WHAT YOU NEED TO DO
Within the data that follows, set down exactly the lines from the one containing "impl fmt::Display for Side" through the one containing "fills; monotone non-decreasing.", both ends included.

AVAILABLE DATA
use std::time::Duration;

use serde::Deserialize;

use crate::error::{TornadoError, classify_http_error};

const PROVIDER: &str = "google_gemini";

/// Classifies a Google RPC-style `{"error": {"code", "message", "status"}}` body.
///
/// The streaming endpoint wraps the error in a one-element array.
pub(crate) fn parse_gemini_error(
    status: u16,
    body: &str,
    retry_after: Option<Duration>,
) -> TornadoError {
    #[derive(Deserialize)]
    struct ErrorBody {
        error: Option<InnerError>,
    }
    #[derive(Deserialize)]
    struct InnerError {
        message: Option<String>,
        status: Option<String>,
    }

    let parsed = serde_json::from_str::<ErrorBody>(body).or_else(|_| {
        serde_json::from_str::<Vec<ErrorBody>>(body).map(|mut list| {
            if list.is_empty() {
                ErrorBody { error: None }
            } else {
                list.swap_remove(0)
            }
        })
    });

    match parsed {
        Ok(ErrorBody {
            error:
                Some(InnerError {
                    message: Some(message),
                    status: rpc_status,
                }),
        }) => classify_http_error(PROVIDER, status, message, rpc_status.as_deref(), retry_after),
        _ => TornadoError::Provider {
            provider: PROVIDER,
            message: format!("status {status}: {body}"),
        },
    }
}

#[cfg(test)]
mod tests {
    use super::*;

    #[test]
    fn invalid_key_is_auth() {
        let body = r#"{"error":{"code":403,"message":"API key not valid.","status":"PERMISSION_DENIED"}}"#;
        assert!(matches!(
            parse_gemini_error(403, body, None),
            TornadoError::Auth { .. }
        ));
    }

    #[test]
    fn wrapped_array_body_is_understood() {
        let body = r#"[{"error":{"code":429,"message":"Resource has been exhausted","status":"RESOURCE_EXHAUSTED"}}]"#;
        assert!(matches!(
            parse_gemini_error(429, body, Some(Duration::from_secs(1))),
            TornadoError::RateLimit { retry_after: Some(_), .. }
        ));
    }

    #[test]
    fn unknown_model_maps_to_model_not_found() {
        let body = r#"{"error":{"code":404,"message":"models/gemini-9 is not found for API version v1beta","status":"NOT_FOUND"}}"#;
        assert!(matches!(
            parse_gemini_error(404, body, None),
            TornadoError::ModelNotFound { .. }
        ));
    }

    #[test]
    fn token_overflow_is_detected() {
        let body = r#"{"error":{"code":400,"message":"The input token count (1200000) exceeds the maximum number of tokens allowed (1048576).","status":"INVALID_ARGUMENT"}}"#;
        assert!(matches!(
            parse_gemini_error(400, body, None),
            TornadoError::TokenLimitExceeded { .. }
        ));
    }
}
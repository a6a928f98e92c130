//! Header attached to every event flowing through the core.

use serde::{Deserialize, Serialize};

/// Receive/exchange timestamps and routing metadata carried by every event.
///
/// `receive_time` is monotonic per `source`; callers (the event source) are
/// responsible for that guarantee. [`TimeChecker`](crate::tick::TimeChecker)
/// asserts it in debug builds.
#[derive(Debug, Clone, Copy, PartialEq, Eq, Serialize, Deserialize)]
pub struct MessageInfo {
    /// Monotonic local receive clock, in nanoseconds.
    pub receive_time: u64,
    /// Wall-clock receive time (UTC), in nanoseconds since epoch.
    pub receive_time_utc: u64,
    /// Small integer identifying the upstream source/connection.
    pub source: u8,
    pub stream_id: u32,
}

impl MessageInfo {
    pub fn new(receive_time: u64, receive_time_utc: u64, source: u8, stream_id: u32) -> Self {
        Self {
            receive_time,
            receive_time_utc,
            source,
            stream_id,
        }
    }
}
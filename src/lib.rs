//! Simulated matching and arbitrage strategy core for algorithmic trading
//! research and live execution.
//!
//! This crate implements the deterministic pieces shared by backtesting and
//! live trading: a per-(exchange, symbol) simulated limit order book (two
//! variants, see [`matcher`]) and a multi-leg spread-trading strategy (see
//! [`strategy::arbitrage`]). Everything here is single-threaded and
//! performs no I/O; the event source, CLI, and reporting live outside this
//! crate.

pub mod config;
pub mod dispatch;
pub mod market_data;
pub mod matcher;
pub mod message;
pub mod order;
pub mod position;
pub mod strategy;
pub mod testing;
pub mod tick;

pub mod prelude {
    pub use crate::dispatch::{
        CancelAllOrdersAck, CancelAllOrdersRequest, CancelOrderRequest, CreateOrderRequest,
        MatcherDispatcher, ModifyOrderRequest, OrderAck, OrderRouter, OrderUpdate, RequestStatus,
        TradeUpdate,
    };
    pub use crate::market_data::{Layer, MarketData, MarketDataSource};
    pub use crate::matcher::{create_matcher, AnyMatcher, MatcherConfig, MatcherVariant};
    pub use crate::message::MessageInfo;
    pub use crate::order::{ErrorKind, Order, OrderCache, OrderStatus, Side};
    pub use crate::position::PositionTracker;
    pub use crate::strategy::arbitrage::{ArbitrageParameters, ArbitrageStrategy, LegDispatcher};
    pub use crate::strategy::{Instrument, Leg, LegsFile, OrderState, Source};
    pub use crate::tick::{is_known, Precision, TickPricer};
}
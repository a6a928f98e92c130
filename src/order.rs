//! Matcher-side order representation and the external order-cache contract.

use std::fmt;

use serde::{Deserialize, Serialize};

#[derive(Debug, Clone, Copy, PartialEq, Eq, Serialize, Deserialize)]
pub enum Side {
    Buy,
    Sell,
}

impl Side {
    pub fn opposite(self) -> Self {
        match self {
            Side::Buy => Side::Sell,
            Side::Sell => Side::Buy,
        }
    }
}

impl fmt::Display for Side {
    fn fmt(&self, f: &mut fmt::Formatter<'_>) -> fmt::Result {
        match self {
            Side::Buy => write!(f, "BUY"),
            Side::Sell => write!(f, "SELL"),
        }
    }
}

/// Order lifecycle state. `Completed`, `Canceled`, and `Rejected` are terminal.
#[derive(Debug, Clone, Copy, PartialEq, Eq, Serialize, Deserialize)]
pub enum OrderStatus {
    Sent,
    Working,
    Completed,
    Canceled,
    Rejected,
}

impl OrderStatus {
    pub fn is_terminal(self) -> bool {
        matches!(
            self,
            OrderStatus::Completed | OrderStatus::Canceled | OrderStatus::Rejected
        )
    }
}

/// Error kinds surfaced to consumers on `OrderAck`. `Copy`, no heap
/// allocation — these ride the hot request-validation path.
#[derive(Debug, Clone, Copy, PartialEq, Eq)]
pub enum ErrorKind {
    InvalidRequest,
    UnknownSymbol,
    InvalidPrice,
    InvalidQuantity,
    NotFound,
    NotSupported,
}

impl fmt::Display for ErrorKind {
    fn fmt(&self, f: &mut fmt::Formatter<'_>) -> fmt::Result {
        let text = match self {
            ErrorKind::InvalidRequest => "invalid request",
            ErrorKind::UnknownSymbol => "unknown symbol",
            ErrorKind::InvalidPrice => "invalid price",
            ErrorKind::InvalidQuantity => "invalid quantity",
            ErrorKind::NotFound => "not found",
            ErrorKind::NotSupported => "not supported",
        };
        write!(f, "{text}")
    }
}

impl std::error::Error for ErrorKind {}

/// A live simulated order, owned by the [`OrderCache`] and borrowed mutably
/// by the matcher for the duration of a single request.
#[derive(Debug, Clone)]
pub struct Order {
    pub order_id: u64,
    pub account: String,
    pub exchange: String,
    pub symbol: String,
    pub side: Side,
    /// Original requested quantity.
    pub quantity: f64,
    pub remaining_quantity: f64,
    pub traded_quantity: f64,
    /// Sum of price * fill-quantity across all fills; monotone non-decreasing.
    pub total_cost: f64,
    pub status: OrderStatus,
    pub max_request_version: u32,
    /// Current working limit price, real units.
    pub price: f64,
    /// Current working limit price, tick units (matches `price`).
    pub price_ticks: i64,
}

impl Order {
    #[allow(clippy::too_many_arguments)]
    pub fn new(
        order_id: u64,
        account: impl Into<String>,
        exchange: impl Into<String>,
        symbol: impl Into<String>,
        side: Side,
        quantity: f64,
        price: f64,
        price_ticks: i64,
    ) -> Self {
        Self {
            order_id,
            account: account.into(),
            exchange: exchange.into(),
            symbol: symbol.into(),
            side,
            quantity,
            remaining_quantity: quantity,
            traded_quantity: 0.0,
            total_cost: 0.0,
            status: OrderStatus::Sent,
            max_request_version: 0,
            price,
            price_ticks,
        }
    }

    pub fn is_terminal(&self) -> bool {
        self.status.is_terminal()
    }

    /// Applies a fill for `quantity` at `price`, updating the lifecycle
    /// invariant `traded_quantity + remaining_quantity == quantity`.
    pub fn apply_fill(&mut self, quantity: f64, price: f64) {
        debug_assert!(quantity > 0.0 && quantity <= self.remaining_quantity + f64::EPSILON);
        self.remaining_quantity = (self.remaining_quantity - quantity).max(0.0);
        self.traded_quantity += quantity;
        self.total_cost += price * quantity;
        if self.remaining_quantity <= f64::EPSILON {
            self.status = OrderStatus::Completed;
        }
    }
}

/// External, borrowed store of all live orders, keyed by `order_id`.
///
/// Ownership of orders lives in the cache; the matcher and strategy borrow
/// mutably only for the duration of handling a single event.
pub trait OrderCache {
    /// Invokes `visitor` with a mutable reference to the order if it exists,
    /// returning whether it existed.
    fn get_order(&mut self, order_id: u64, visitor: &mut dyn FnMut(&mut Order)) -> bool;

    /// Inserts a newly created order into the cache.
    fn insert_order(&mut self, order: Order);

    /// Monotonically increasing trade id, used once per fill.
    fn next_trade_id(&mut self) -> u64;
}

#[cfg(test)]
mod tests {
    use super::*;

    #[test]
    fn fill_marks_completed_when_remaining_hits_zero() {
        let mut order = Order::new(1, "acct", "EX", "SYM", Side::Buy, 2.0, 100.0, 200);
        order.status = OrderStatus::Working;
        order.apply_fill(2.0, 100.0);
        assert_eq!(order.status, OrderStatus::Completed);
        assert_eq!(order.remaining_quantity, 0.0);
        assert_eq!(order.traded_quantity, 2.0);
        assert_eq!(order.total_cost, 200.0);
    }

    #[test]
    fn partial_fill_stays_working() {
        let mut order = Order::new(1, "acct", "EX", "SYM", Side::Buy, 2.0, 100.0, 200);
        order.status = OrderStatus::Working;
        order.apply_fill(1.0, 100.0);
        assert_eq!(order.status, OrderStatus::Working);
        assert_eq!(order.remaining_quantity, 1.0);
    }

    #[test]
    fn terminal_states_are_terminal() {
        assert!(OrderStatus::Completed.is_terminal());
        assert!(OrderStatus::Canceled.is_terminal());
        assert!(OrderStatus::Rejected.is_terminal());
        assert!(!OrderStatus::Sent.is_terminal());
        assert!(!OrderStatus::Working.is_terminal());
    }
}
//! Pure price/time-priority simulated limit order book.

use std::collections::BTreeMap;

use super::{is_lot_multiple, snapshot, MatcherConfig};
use crate::dispatch::{
    CancelAllOrdersAck, CancelAllOrdersRequest, CancelOrderRequest, CreateOrderRequest,
    MatcherDispatcher, ModifyOrderRequest, OrderAck, OrderUpdate, RequestStatus, TradeUpdate,
};
use crate::market_data::{
    MarketByOrderUpdate, MarketByPriceUpdate, MarketData, MarketStatus, ReferenceData,
    StatisticsUpdate, TopOfBookUpdate, TradeSummary,
};
use crate::message::MessageInfo;
use crate::order::{ErrorKind, Order, OrderCache, OrderStatus, Side};
use crate::tick::{is_known, TimeChecker, NO_ASK, NO_BID};

/// Simulated limit order book for a single (source, exchange, symbol).
///
/// Resting orders are kept in two `BTreeMap`s keyed `(tick_price, seq)` —
/// buys ordered by descending price via a negated key, sells by ascending
/// price — so the head of each map is always the best-priority order. `seq`
/// is a monotonic counter distinct from `order_id`, reissued on every
/// insertion (including re-insertion after a modify), which is what gives
/// a modified order the tail of its new price level rather than keeping its
/// original place.
pub struct SimpleMatcher {
    config: MatcherConfig,
    market_data: MarketData,
    time_checker: TimeChecker,
    buy_orders: BTreeMap<(i64, u64), u64>,
    sell_orders: BTreeMap<(i64, u64), u64>,
    resting: std::collections::HashMap<u64, (Side, i64, u64)>,
    next_seq: u64,
}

EXPECTED ANSWER
impl fmt::Display for Side {
    fn fmt(&self, f: &mut fmt::Formatter<'_>) -> fmt::Result {
        match self {
            Side::Buy => write!(f, "BUY"),
            Side::Sell => write!(f, "SELL"),
        }
    }
}

/// Order lifecycle state. `Completed`, `Canceled`, and `Rejected` are terminal.
#[derive(Debug, Clone, Copy, PartialEq, Eq, Serialize, Deserialize)]
pub enum OrderStatus {
    Sent,
    Working,
    Completed,
    Canceled,
    Rejected,
}

impl OrderStatus {
    pub fn is_terminal(self) -> bool {
        matches!(
            self,
            OrderStatus::Completed | OrderStatus::Canceled | OrderStatus::Rejected
        )
    }
}

/// Error kinds surfaced to consumers on `OrderAck`. `Copy`, no heap
/// allocation — these ride the hot request-validation path.
#[derive(Debug, Clone, Copy, PartialEq, Eq)]
pub enum ErrorKind {
    InvalidRequest,
    UnknownSymbol,
    InvalidPrice,
    InvalidQuantity,
    NotFound,
    NotSupported,
}

impl fmt::Display for ErrorKind {
    fn fmt(&self, f: &mut fmt::Formatter<'_>) -> fmt::Result {
        let text = match self {
            ErrorKind::InvalidRequest => "invalid request",
            ErrorKind::UnknownSymbol => "unknown symbol",
            ErrorKind::InvalidPrice => "invalid price",
            ErrorKind::InvalidQuantity => "invalid quantity",
            ErrorKind::NotFound => "not found",
            ErrorKind::NotSupported => "not supported",
        };
        write!(f, "{text}")
    }
}

impl std::error::Error for ErrorKind {}

/// A live simulated order, owned by the [`OrderCache`] and borrowed mutably
/// by the matcher for the duration of a single request.
#[derive(Debug, Clone)]
pub struct Order {
    pub order_id: u64,
    pub account: String,
    pub exchange: String,
    pub symbol: String,
    pub side: Side,
    /// Original requested quantity.
    pub quantity: f64,
    pub remaining_quantity: f64,
    pub traded_quantity: f64,
    /// Sum of price * fill-quantity across all fills; monotone non-decreasing.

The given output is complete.